Ex-secretário de Redação da Folha, jornalista, coautor de 'Como Viver em SP sem Carro', faz pesquisas no Warburg Institute, em Londres, com o apoio da Capes. Escreve às segundas.
Feliz ano bário
56 é o número do bário na tabela periódica dos elementos químicos. Com símbolo Ba, ele é ao mesmo tempo tóxico e macio, prateado mas alcalino terroso. Ele sempre se esconde em meio ao mineral chamado Barita, que lhe serve de encosto; paradoxalmente, isso não se dá por timidez ou fenômeno químico semelhante mas exatamente por ser muito reativo. É usado em tintas e vidro e também em fogos de artifício.
Nascido mais ou menos ao centro do espectro dos átomos, o bário oscila, portanto, entre a grande exposição e a discrição absoluta, em diferentes momentos de sua vida.
Passei o dia de meu aniversário lendo o mais recente livro de Oliver Sacks, "Gratidão" (Companhia das Letras), uma reunião de quatro ensaios curtos sobre vida e morte que o neurocientista escreveu depois de descobrir que tinha um câncer no fígado que iria matá-lo em pouco tempo.
Ao longo do pequeno volume recém-lançado, o autor faz várias referências à associação das idades das pessoas com os elementos da tabela periódica que aprendemos em química e que ele conta ter sido uma das paixões de sua vida toda. Assim, ele comenta que ao fazer 80 anos recebeu um frasco com mercúrio (cujo símbolo é Hg e recebe exatamente o número 80 na tabela que ganhou do russo Dimitri Mendeleiev sua forma atual).

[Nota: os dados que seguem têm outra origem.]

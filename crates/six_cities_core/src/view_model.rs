use crate::selectors::{favorites_count, SelectorCache};
use crate::validation::LoginFormErrors;
use crate::{AppState, AuthorizationStatus, Offer, OfferDetail, Review, Route, SortType, CITY_NAMES};

/// Where a card is rendered; decides which interactions it offers.
#[derive(Debug, Clone, Copy, PartialEq, Eq)]
pub enum CardContext {
    CityList,
    Nearby,
    Favorites,
}

#[derive(Debug, Clone, Copy, PartialEq, Eq)]
pub struct CardCapabilities {
    pub show_favorite_toggle: bool,
    /// Hovering the card highlights its marker on the map.
    pub hover_highlight: bool,
}

impl CardContext {
    pub fn capabilities(self) -> CardCapabilities {
        match self {
            CardContext::CityList => CardCapabilities {
                show_favorite_toggle: true,
                hover_highlight: true,
            },
            CardContext::Nearby | CardContext::Favorites => CardCapabilities {
                show_favorite_toggle: true,
                hover_highlight: false,
            },
        }
    }
}

/// The one offer card shape used by every list on every page.
#[derive(Debug, Clone, PartialEq)]
pub struct OfferCard {
    pub id: String,
    pub title: String,
    pub kind: String,
    pub price: u32,
    pub rating: f64,
    /// Star bar width: the rating rounded to whole stars, as a percentage.
    pub rating_width_percent: u8,
    pub is_premium: bool,
    pub is_favorite: bool,
    pub preview_image: String,
    pub capabilities: CardCapabilities,
}

impl OfferCard {
    pub fn from_offer(offer: &Offer, context: CardContext) -> Self {
        Self {
            id: offer.id.clone(),
            title: offer.title.clone(),
            kind: offer.kind.clone(),
            price: offer.price,
            rating: offer.rating,
            rating_width_percent: rating_width_percent(offer.rating),
            is_premium: offer.is_premium,
            is_favorite: offer.is_favorite,
            preview_image: offer.preview_image.clone(),
            capabilities: context.capabilities(),
        }
    }
}

pub fn rating_width_percent(rating: f64) -> u8 {
    let stars = rating.round().clamp(0.0, 5.0) as u8;
    stars * 20
}

#[derive(Debug, Clone, PartialEq, Default)]
pub struct HeaderView {
    pub authorization: AuthorizationStatus,
    pub user_email: Option<String>,
    pub favorites_count: usize,
}

#[derive(Debug, Clone, PartialEq)]
pub struct OfferPageView {
    pub offer: Option<OfferDetail>,
    pub reviews: Vec<Review>,
    pub nearby: Vec<OfferCard>,
    pub is_loading: bool,
    pub is_submitting_review: bool,
    pub error: Option<String>,
    pub review_error: Option<String>,
    pub review_form_error: Option<String>,
    pub can_review: bool,
}

#[derive(Debug, Clone, PartialEq)]
pub struct FavoritesGroupView {
    pub city: String,
    pub cards: Vec<OfferCard>,
}

#[derive(Debug, Clone, PartialEq, Default)]
pub struct AppViewModel {
    pub route: Route,
    pub header: HeaderView,
    pub cities: Vec<&'static str>,
    pub selected_city: String,
    pub sort_type: SortType,
    pub offers: Vec<OfferCard>,
    pub offers_loading: bool,
    pub offers_error: Option<String>,
    pub offer_page: Option<OfferPageView>,
    pub favorites: Vec<FavoritesGroupView>,
    pub favorites_loading: bool,
    pub favorites_error: Option<String>,
    pub auth_loading: bool,
    pub auth_error: Option<String>,
    pub login_errors: LoginFormErrors,
}

impl AppViewModel {
    pub fn build(state: &AppState, cache: &mut SelectorCache) -> Self {
        let auth = state.auth();
        let header = HeaderView {
            authorization: auth.status,
            user_email: auth.user.as_ref().map(|user| user.email.clone()),
            favorites_count: favorites_count(state),
        };

        let offers = cache
            .sorted_offers(state)
            .iter()
            .map(|offer| OfferCard::from_offer(offer, CardContext::CityList))
            .collect();

        let favorites = cache
            .favorites_grouped_by_city(state)
            .iter()
            .map(|(city, group)| FavoritesGroupView {
                city: city.clone(),
                cards: group
                    .iter()
                    .map(|offer| OfferCard::from_offer(offer, CardContext::Favorites))
                    .collect(),
            })
            .collect();

        let offer_page = state.route().offer_id().map(|_| offer_page_view(state));

        Self {
            route: state.route().clone(),
            header,
            cities: CITY_NAMES.to_vec(),
            selected_city: state.city().selected.name.clone(),
            sort_type: state.sorting().sort_type,
            offers,
            offers_loading: state.offers().is_loading,
            offers_error: state.offers().error.clone(),
            offer_page,
            favorites,
            favorites_loading: state.favorites().is_loading,
            favorites_error: state.favorites().error.clone(),
            auth_loading: auth.is_loading,
            auth_error: auth.error.clone(),
            login_errors: auth.form_errors.clone(),
        }
    }
}

fn offer_page_view(state: &AppState) -> OfferPageView {
    let detail = state.offer_detail();
    OfferPageView {
        offer: detail.offer.clone(),
        reviews: detail.reviews.clone(),
        nearby: detail
            .nearby_offers
            .iter()
            .map(|offer| OfferCard::from_offer(offer, CardContext::Nearby))
            .collect(),
        is_loading: detail.is_loading,
        is_submitting_review: detail.is_submitting_review,
        error: detail.error.clone(),
        review_error: detail.review_error.clone(),
        review_form_error: detail.review_form_error.clone(),
        can_review: state.is_authorized(),
    }
}

impl AppState {
    /// Builds a view without memoisation; the app keeps a `SelectorCache` instead.
    pub fn view(&self) -> AppViewModel {
        AppViewModel::build(self, &mut SelectorCache::new())
    }
}
use std::sync::{mpsc, Arc};
use std::thread;
use std::time::Duration;

use six_cities_core::{Effect, Msg, OfferLoadError};
use six_cities_engine::{
    ApiError, ApiSettings, EngineEvent, EngineHandle, FailureKind, TokenStore,
};
use six_cities_logging::{sc_info, sc_warn};

use super::app::Inbound;

pub struct EffectRunner {
    engine: EngineHandle,
}

impl EffectRunner {
    pub fn new(
        settings: ApiSettings,
        tokens: Arc<dyn TokenStore>,
        inbound: mpsc::Sender<Inbound>,
    ) -> Result<Self, ApiError> {
        let engine = EngineHandle::new(settings, tokens)?;
        let runner = Self { engine };
        runner.spawn_event_loop(inbound);
        Ok(runner)
    }

    pub fn enqueue(&self, effects: Vec<Effect>) {
        for effect in effects {
            match &effect {
                Effect::Login { email, .. } => sc_info!("Login email={}", email),
                Effect::SubmitReview {
                    offer_id, rating, ..
                } => sc_info!("SubmitReview offer={} rating={}", offer_id, rating),
                other => sc_info!("{:?}", other),
            }
            self.engine.execute(effect);
        }
    }

    fn spawn_event_loop(&self, inbound: mpsc::Sender<Inbound>) {
        let engine = self.engine.clone();
        thread::spawn(move || loop {
            match engine.try_recv() {
                Some(event) => {
                    if inbound.send(Inbound::Msg(map_event(event))).is_err() {
                        break;
                    }
                }
                None => thread::sleep(Duration::from_millis(20)),
            }
        });
    }
}

pub(crate) fn map_event(event: EngineEvent) -> Msg {
    match event {
        EngineEvent::AuthChecked(result) => Msg::AuthChecked(result.map_err(describe)),
        EngineEvent::LoggedIn(result) => Msg::LoginDone(result.map_err(describe)),
        EngineEvent::LoggedOut(result) => Msg::LogoutDone(result.map_err(describe)),
        EngineEvent::OffersFetched(result) => Msg::OffersLoaded(result.map_err(describe)),
        EngineEvent::FavoritesFetched(result) => Msg::FavoritesLoaded(result.map_err(describe)),
        EngineEvent::OfferFetched { request, result } => Msg::OfferLoaded {
            request,
            result: result.map_err(|err| match err.kind {
                FailureKind::NotFound => OfferLoadError::NotFound,
                _ => OfferLoadError::Failed(describe(err)),
            }),
        },
        EngineEvent::NearbyFetched { request, result } => Msg::NearbyLoaded {
            request,
            result: result.map_err(describe),
        },
        EngineEvent::ReviewsFetched { request, result } => Msg::ReviewsLoaded {
            request,
            result: result.map_err(describe),
        },
        EngineEvent::ReviewPosted { offer_id, result } => Msg::ReviewSubmitted {
            offer_id,
            result: result.map_err(describe),
        },
        EngineEvent::FavoriteSet { offer_id, result } => Msg::FavoriteToggled {
            offer_id,
            result: result.map_err(describe),
        },
        EngineEvent::CredentialCleared => Msg::SessionExpired,
    }
}

/// User-facing text for a failed request: the server's message when it sent one.
fn describe(err: ApiError) -> String {
    sc_warn!("Request failed: {}", err);
    if err.message.is_empty() {
        err.kind.to_string()
    } else {
        err.message
    }
}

No livro, Sacks se entristece ao perceber que não terá tempo para chegar aos 84 (Polônio, Po). Diante da doença, nem menciona o Férmio (100, com símbolo Fm), menos ainda o Livermório (Lv), que, com número atômico 116, era o último elemento conhecido quando escreveu esses textos.
A tabela periódica mistura mitos, geografia e nomes de cientistas para dar nomes aos átomos, como a astronomia e astrologia. Segundo esta doutrina mágica, aos 56, ao chegar a Bário, verei o planeta Saturno passar pela oitava vez na posição em que estava quando nasci. Os astrólogos comparam esse planeta à Lua (um dia lunar corresponde a um ano de Saturno), de forma que a quatro "luas" completa-se um ciclo e tudo se reinicia.
Assim, aos 28 anos, a pessoa realiza um ciclo de Saturno e começa a viver novamente as fases anteriores da vida, agora sob outros contextos, numa outra "oitava", como se pode dizer usando como paralelo as notas musicais (do Dó ao Si, completa-se uma oitava, em seguida vem novamente um Dó, que será no entanto mais agudo, nunca mais será exatamente igual).
Ainda segundo essa visão cheia de metáforas míticas, dos 28 aos 35 anos, repassei a infância e a vida pré-escolar; dos 35 aos 42, tive que enfrentar a pré-adolescência e sua solidão; dos 42 aos 49, reiniciei a vida profissional e encontrei uma segunda maturidade. E desde os 49, estaria vivendo uma fase, que perdura até os 63, que dizem ser dedicada à "devolução", quando as pessoas maduras devolvem ao mundo e especialmente aos mais jovens algo do que receberam; não é por outra razão que ficam tão felizes diante do surgimento de netos assim como abraçam com afinco atividades de ensino.
É triste que uma descoberta tão importante como a de quatro novos átomos , que completam a sétima linha da tabela periódica dos elementos químicos, tenha sido anunciada agora, pouco depois da morte de Oliver Sacks, amante da química, sem que ele tenha sabido do avanço. Especialmente pelo fato de que agora, com as pessoas vivendo mais, novos átomos, até 118, vão permitir que os homens mais longevos possam ter um átomo para comemorar em seu aniversário. Para mim, até o momento, basta um feliz ano Bário. E para você?